Когда архивы Асунсьона были раскрыты и стало известно, что Хейкель лечил Бормана, его посетили израильтяне, желавшие узнать правду о Бормане, а также о его отношениях с семейством Бейкер, которое было связано с Менгеле. Израильтян интересовали также его финансовые дела в Западной Германии.

Они ушли ни с чем, и Хейкель первое время отказывался разговаривать с кем бы то ни было о себе, о своей деятельности, связанной с бывшими нацистами, о том, что он якобы лечил Бормана и Менгеле. Перепуганный, что он может оказаться замешанным в деле, заведенное против бывшего президента Стресснера, Хейкель старательно уходил от вопросов, которые касались того, что он лечил известных военных преступников. «Я никогда не знал Бормана. Борман был военным преступником. Я хочу, чтобы все знали, что я никогда не знал и не лечил ни Мартина Бормана, ни Йозефа Менгеле».

Позднее, когда он выяснил, что Менгеле не было в списке военных преступников в тот период, когда он якобы лечил его, Хейкель с некоторым опозданием оказался вполне готов говорить о Менгеле, хотя по-прежнему категорически отрицал, что лечил Бормана.

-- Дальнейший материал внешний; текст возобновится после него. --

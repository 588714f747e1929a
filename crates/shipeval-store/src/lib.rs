//! # shipeval-store
//!
//! Append-only persistence of every pipeline stage output.
//!
//! ## Overview
//!
//! Each run owns a timestamped directory under the runs root. Stage
//! intermediates are written exactly once with an atomic
//! write-then-rename; `results.jsonl` accumulates one `TrialResult` per
//! line in completion order. Once written, artifacts are never mutated —
//! re-runs create a new run id and a new directory.
//!
//! ## Usage
//!
//! ```rust,ignore
//! let store = RunStore::create(Path::new("runs"), &default_run_id(Utc::now()))?;
//! store.write_metadata(&metadata)?;
//! store.write_stage(&store.paths().extraction(&trial_id), &claims)?;
//! store.append_result(&trial_result)?;
//! ```

pub mod layout;
pub mod reader;
pub mod writer;

pub use layout::{default_run_id, RunPaths};
pub use reader::{aggregate, discover_runs, read_results, RunAggregate, RunRecord};
pub use writer::{RunMetadata, RunStore};
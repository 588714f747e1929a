//! JSON coercion: pull the first valid JSON object out of arbitrary text.
//!
//! Models prepend ("Here are the claims:") and append ("Let me know if…")
//! prose no matter how firmly the prompt says "JSON only". Without this
//! layer the pipeline would crash on well-behaved models. The coercer only
//! *selects* a valid substring — it never repairs malformed JSON; trailing
//! commas and single quotes are reported failures.

use serde_json::Value;

use shipeval_contracts::error::{EvalError, EvalResult};

/// Return the first syntactically valid top-level JSON object in `text`.
///
/// Algorithm: (1) try the whole text; (2) otherwise scan each `{` in
/// order, find its matching `}` with a depth scan that respects string
/// boundaries and escapes, and try to parse that span; (3) the first span
/// that parses wins. Applied to pre-cleaned JSON this is the identity.
///
/// # Errors
///
/// `EvalError::NoJsonFound` carrying the original text when no candidate
/// span parses.
pub fn extract_json(text: &str) -> EvalResult<Value> {
    let trimmed = text.trim();
    if let Ok(value) = serde_json::from_str::<Value>(trimmed) {
        if value.is_object() {
            return Ok(value);
        }
    }

    for (start, _) in text.match_indices('{') {
        if let Some(end) = matching_brace(&text[start..]) {
            let candidate = &text[start..start + end];
            if let Ok(value) = serde_json::from_str::<Value>(candidate) {
                if value.is_object() {
                    return Ok(value);
                }
            }
        }
    }

    Err(EvalError::NoJsonFound { text: text.to_string() })
}

/// Length of the balanced-brace span starting at the `{` that begins `s`,
/// or `None` when the braces never balance.
///
/// Tracks string state so braces inside string literals are ignored, and
/// escape state so `\"` does not end a string.
fn matching_brace(s: &str) -> Option<usize> {
    let mut depth = 0usize;
    let mut in_string = false;
    let mut escaped = false;

    for (i, c) in s.char_indices() {
        if in_string {
            if escaped {
                escaped = false;
            } else if c == '\\' {
                escaped = true;
            } else if c == '"' {
                in_string = false;
            }
            continue;
        }
        match c {
            '"' => in_string = true,
            '{' => depth += 1,
            '}' => {
                depth -= 1;
                if depth == 0 {
                    return Some(i + c.len_utf8());
                }
            }
            _ => {}
        }
    }
    None
}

Похоже, что он лечил Менгеле в Вилла-Мора — при этом он вновь и вновь подчеркивал, что никогда не лечил военных преступников, вообще не лечил никого подозрительного в своем стоматологическом кабинете на углу Нуэстро Сальвадор де ла Асунсьон и Фульдженио Морено в Асунсьоне. У него не было никаких оснований подозревать, что Менгеле является «Ангелом смерти», поскольку тот «не производил впечатление человека, отягощенного виной за участие в убийстве евреев во время Второй мировой войны».

Политический прагматизм Хейкеля лучше всего проявился в его мнении о Менгеле: «Я нашел Менгеле симпатичным человеком, культурным и интеллигентным, с манерами настоящего джентльмена».

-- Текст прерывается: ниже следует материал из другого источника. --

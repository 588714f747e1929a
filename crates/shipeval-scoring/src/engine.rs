//! The SHIP scoring rule engine.
//!
//! Tiers are evaluated in a fixed precedence order — first match wins,
//! exactly like an ordered policy rule set:
//!
//! 1. **Score 4 — Incorrect**: a critical error is present.
//! 2. **Score 1 — Accurate & Complete**: every required point covered and
//!    no contradictions at all.
//! 3. **Score 3 — Not Substantive**: refusal, or low completeness with no
//!    covered facts in any category.
//! 4. **Score 2 — Substantive but Incomplete**: everything else.
//!
//! The engine is pure: no LLM calls, no I/O, and byte-for-byte identical
//! output for identical inputs.

use std::collections::BTreeSet;

use tracing::debug;

use shipeval_contracts::{
    scenario::{AnswerKey, ScoringRubric},
    score::{clamp_ratio, ScoreResult},
    verdict::{AdjudicatedVerdict, VerdictLabel},
};

/// Completeness below which a refusal pattern counts as a refusal.
pub const REFUSAL_COMPLETENESS_THRESHOLD: f64 = 0.20;
/// Completeness below which a response can be "not substantive".
const NOT_SUBSTANTIVE_THRESHOLD: f64 = 0.30;

/// Fallback tier labels used when the rubric omits a tier definition.
fn default_label(score: u8) -> &'static str {
    match score {
        1 => "Accurate & Complete",
        2 => "Substantive but Incomplete",
        3 => "Not Substantive",
        _ => "Incorrect",
    }
}

/// The refusal flag rule, shared with the orchestrator's flag computation:
/// a refusal needs both the textual pattern and near-zero coverage, so
/// "I can't say for sure, but…" followed by a real answer does not count.
pub fn refusal_flag(refusal_pattern_present: bool, completeness: f64) -> bool {
    refusal_pattern_present && completeness < REFUSAL_COMPLETENESS_THRESHOLD
}

/// Everything the scoring engine consumes. `refusal_pattern_present` is
/// the deterministic text check computed by the orchestrator; the engine
/// combines it with completeness to form the actual refusal flag.
pub struct ScoringInputs<'a> {
    pub adjudicated: &'a [AdjudicatedVerdict],
    pub answer_key: &'a AnswerKey,
    pub rubric: Option<&'a ScoringRubric>,
    pub refusal_pattern_present: bool,
}

/// Apply the scenario's rubric to the adjudicated verdicts.
///
/// With no rubric, `rubric_score`/`rubric_label` are `None` and the
/// percentages still populate — such trials are "incomplete" for
/// baseline-comparison reporting but persisted all the same.
pub fn score(inputs: &ScoringInputs<'_>) -> ScoreResult {
    let key = inputs.answer_key;

    // ── Coverage ─────────────────────────────────────────────────────────────
    let covered: BTreeSet<&str> = inputs
        .adjudicated
        .iter()
        .filter(|v| v.label == VerdictLabel::Supported)
        .flat_map(|v| v.evidence.iter())
        .map(String::as_str)
        .filter(|id| *id != AnswerKey::REFERRAL_EVIDENCE)
        .collect();

    let required = &key.required_points;
    let covered_required = required.iter().filter(|r| covered.contains(r.as_str())).count();
    let missing_required_points: Vec<String> = required
        .iter()
        .filter(|r| !covered.contains(r.as_str()))
        .cloned()
        .collect();

    let completeness =
        clamp_ratio(covered_required as f64 / required.len().max(1) as f64);

    // ── Accuracy ─────────────────────────────────────────────────────────────
    let decided = inputs
        .adjudicated
        .iter()
        .filter(|v| {
            matches!(
                v.label,
                VerdictLabel::Supported
                    | VerdictLabel::Contradicted
                    | VerdictLabel::PartiallyCorrect
            )
        })
        .count();
    let supported = inputs
        .adjudicated
        .iter()
        .filter(|v| v.label == VerdictLabel::Supported)
        .count();
    let accuracy = clamp_ratio(supported as f64 / decided.max(1) as f64);

    // ── Contradictions ───────────────────────────────────────────────────────
    let contradictions: Vec<&AdjudicatedVerdict> = inputs
        .adjudicated
        .iter()
        .filter(|v| v.label == VerdictLabel::Contradicted)
        .collect();
    let has_critical_error = contradictions
        .iter()
        .any(|v| v.severity.is_high_or_critical())
        || contradictions.len() >= 2;

    let error_categories: Vec<String> = {
        let set: BTreeSet<String> = contradictions
            .iter()
            .flat_map(|v| v.evidence.iter())
            .filter_map(|id| key.fact(id))
            .map(|f| f.category().to_string())
            .collect();
        set.into_iter().collect()
    };
    let harm_categories: Vec<String> = {
        let set: BTreeSet<_> = contradictions.iter().map(|v| v.severity).collect();
        set.into_iter()
            .map(|s| {
                serde_json::to_value(s)
                    .ok()
                    .and_then(|v| v.as_str().map(String::from))
                    .unwrap_or_default()
            })
            .collect()
    };

    // ── Tier assignment ──────────────────────────────────────────────────────
    let refusal = refusal_flag(inputs.refusal_pattern_present, completeness);

    let rubric_score = inputs.rubric.map(|rubric| {
        assign_tier(
            rubric,
            key,
            &covered,
            completeness,
            has_critical_error,
            contradictions.is_empty(),
            refusal,
        )
    });
    let rubric_label = match (inputs.rubric, rubric_score) {
        (Some(rubric), Some(score)) => Some(
            rubric
                .label_for(score)
                .unwrap_or(default_label(score))
                .to_string(),
        ),
        _ => None,
    };

    let justification = justification(
        rubric_score,
        rubric_label.as_deref(),
        completeness,
        accuracy,
        covered_required,
        required.len(),
        &missing_required_points,
        &contradictions,
    );

    debug!(
        rubric_score = ?rubric_score,
        completeness,
        accuracy,
        missing = missing_required_points.len(),
        "scoring complete"
    );

    ScoreResult {
        rubric_score,
        rubric_label,
        completeness_percentage: completeness,
        accuracy_percentage: accuracy,
        missing_required_points,
        error_categories,
        harm_categories,
        justification,
    }
}

/// First-match tier assignment in the fixed precedence order.
fn assign_tier(
    rubric: &ScoringRubric,
    key: &AnswerKey,
    covered: &BTreeSet<&str>,
    completeness: f64,
    has_critical_error: bool,
    no_contradictions: bool,
    refusal: bool,
) -> u8 {
    if has_critical_error {
        return 4;
    }

    let all_required_covered = key
        .required_points
        .iter()
        .all(|r| covered.contains(r.as_str()));
    if all_required_covered && no_contradictions {
        return 1;
    }

    if refusal || (completeness < NOT_SUBSTANTIVE_THRESHOLD && no_category_covered(rubric, key, covered)) {
        return 3;
    }

    2
}

/// True when not a single required fact is covered in any rubric-defined
/// category. Categories come from the rubric when it names them, otherwise
/// from the suffixes of the required fact ids.
fn no_category_covered(rubric: &ScoringRubric, key: &AnswerKey, covered: &BTreeSet<&str>) -> bool {
    let categories: BTreeSet<String> = match &rubric.fact_categories {
        Some(cats) => cats.iter().cloned().collect(),
        None => key
            .required_points
            .iter()
            .filter_map(|id| key.fact(id))
            .map(|f| f.category().to_string())
            .collect(),
    };

    categories.iter().all(|category| {
        !key.required_points.iter().any(|id| {
            covered.contains(id.as_str())
                && key.fact(id).map(|f| f.category() == category).unwrap_or(false)
        })
    })
}

/// Deterministic templated justification.
#[allow(clippy::too_many_arguments)]
fn justification(
    rubric_score: Option<u8>,
    rubric_label: Option<&str>,
    completeness: f64,
    accuracy: f64,
    covered_required: usize,
    required_total: usize,
    missing: &[String],
    contradictions: &[&AdjudicatedVerdict],
) -> String {
    let mut parts = Vec::new();

    match (rubric_score, rubric_label) {
        (Some(score), Some(label)) => parts.push(format!("Score {score} ({label})")),
        _ => parts.push("No rubric: tier not assigned".to_string()),
    }

    parts.push(format!(
        "covered {covered_required}/{required_total} required points ({:.1}% complete, {:.1}% accurate)",
        completeness * 100.0,
        accuracy * 100.0
    ));

    if !missing.is_empty() {
        parts.push(format!("missing: {}", missing.join(", ")));
    }
    if !contradictions.is_empty() {
        let max_severity = contradictions
            .iter()
            .map(|v| v.severity)
            .max()
            .unwrap_or(shipeval_contracts::verdict::VerdictSeverity::None);
        parts.push(format!(
            "{} contradiction(s), max severity {:?}",
            contradictions.len(),
            max_severity
        ));
    }

    format!("{}.", parts.join("; "))
}
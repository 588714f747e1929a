//! Score result types produced by the scoring engine.

use serde::{Deserialize, Serialize};

/// The scoring engine's output for one trial.
///
/// `rubric_score`/`rubric_label` are `None` when the scenario supplies no
/// scoring rubric; percentages and missing points populate regardless.
/// Percentages are clamped to [0,1] and division by zero yields 0.
#[derive(Debug, Clone, PartialEq, Serialize, Deserialize)]
pub struct ScoreResult {
    /// SHIP tier 1..=4, where 1 = Accurate & Complete and 4 = Incorrect.
    pub rubric_score: Option<u8>,
    /// The rubric's label for the assigned tier.
    pub rubric_label: Option<String>,
    /// |covered required facts| / |required facts|.
    pub completeness_percentage: f64,
    /// |SUPPORTED| / |verifiable claims with a decision|.
    pub accuracy_percentage: f64,
    /// Required fact ids not covered by any SUPPORTED adjudicated verdict.
    pub missing_required_points: Vec<String>,
    /// Fact categories in which at least one contradiction occurred.
    #[serde(default)]
    pub error_categories: Vec<String>,
    /// Severities of the contradictions present (deduplicated, ascending).
    #[serde(default)]
    pub harm_categories: Vec<String>,
    /// Deterministic, templated human-readable summary.
    pub justification: String,
}

/// Clamp a ratio into [0,1]; NaN (0/0 upstream) becomes 0.
pub fn clamp_ratio(value: f64) -> f64 {
    if value.is_nan() {
        0.0
    } else {
        value.clamp(0.0, 1.0)
    }
}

Живя в Асунсьоне, после того как оставил практику, Хейкель не стал более разговорчивым, особенно в нынешней неясной политической обстановке. Возможно, мы так и не узнаем правду о мосте на нижних резцах у Бормана: была ли это работа Хейкеля — починить резцы, сломанные о руль машины, подскакивающей на пыльной дороге от Асунсьона до Колонна Хогенау?

Теперь стоит вспомнить состояние черепа Мартина Бормана, обнаруженного в Берлине. Он был облеплен красно-коричневой глиной. Многие люди, оплачивающие погребение, не знают, что вторичное использование ценных гробов является обычным делом не только в неразвитых странах, но и в развитых тоже. В 1984 году была раскрыта деятельность одного кладбищенского совета, который сни жал цены за счет того, что сразу же после похорон раскапывали могилы, вытаскивали гробы и вторично продавали их. Эта махинация раскрылась только тогда, когда местные бродячие собаки стали с презрением обходить лавку деревенского мясника, устремляясь прямо на кладбище и унося оттуда гораздо более лакомые кости. Более чем вероятно, что на провинциальном кладбище в Парагвае дорогой гроб точно так же использовался вторично: оставив бренные останки Бормана в земле, дорогой красивый гроб отправили обратно в Асунсьон.

Что нам известно о почве в Ига? Только то, что там изготавливается характерная красно-коричневая глиняная посуда, которая продается в Асунсьоне и вообще по всему Парагваю.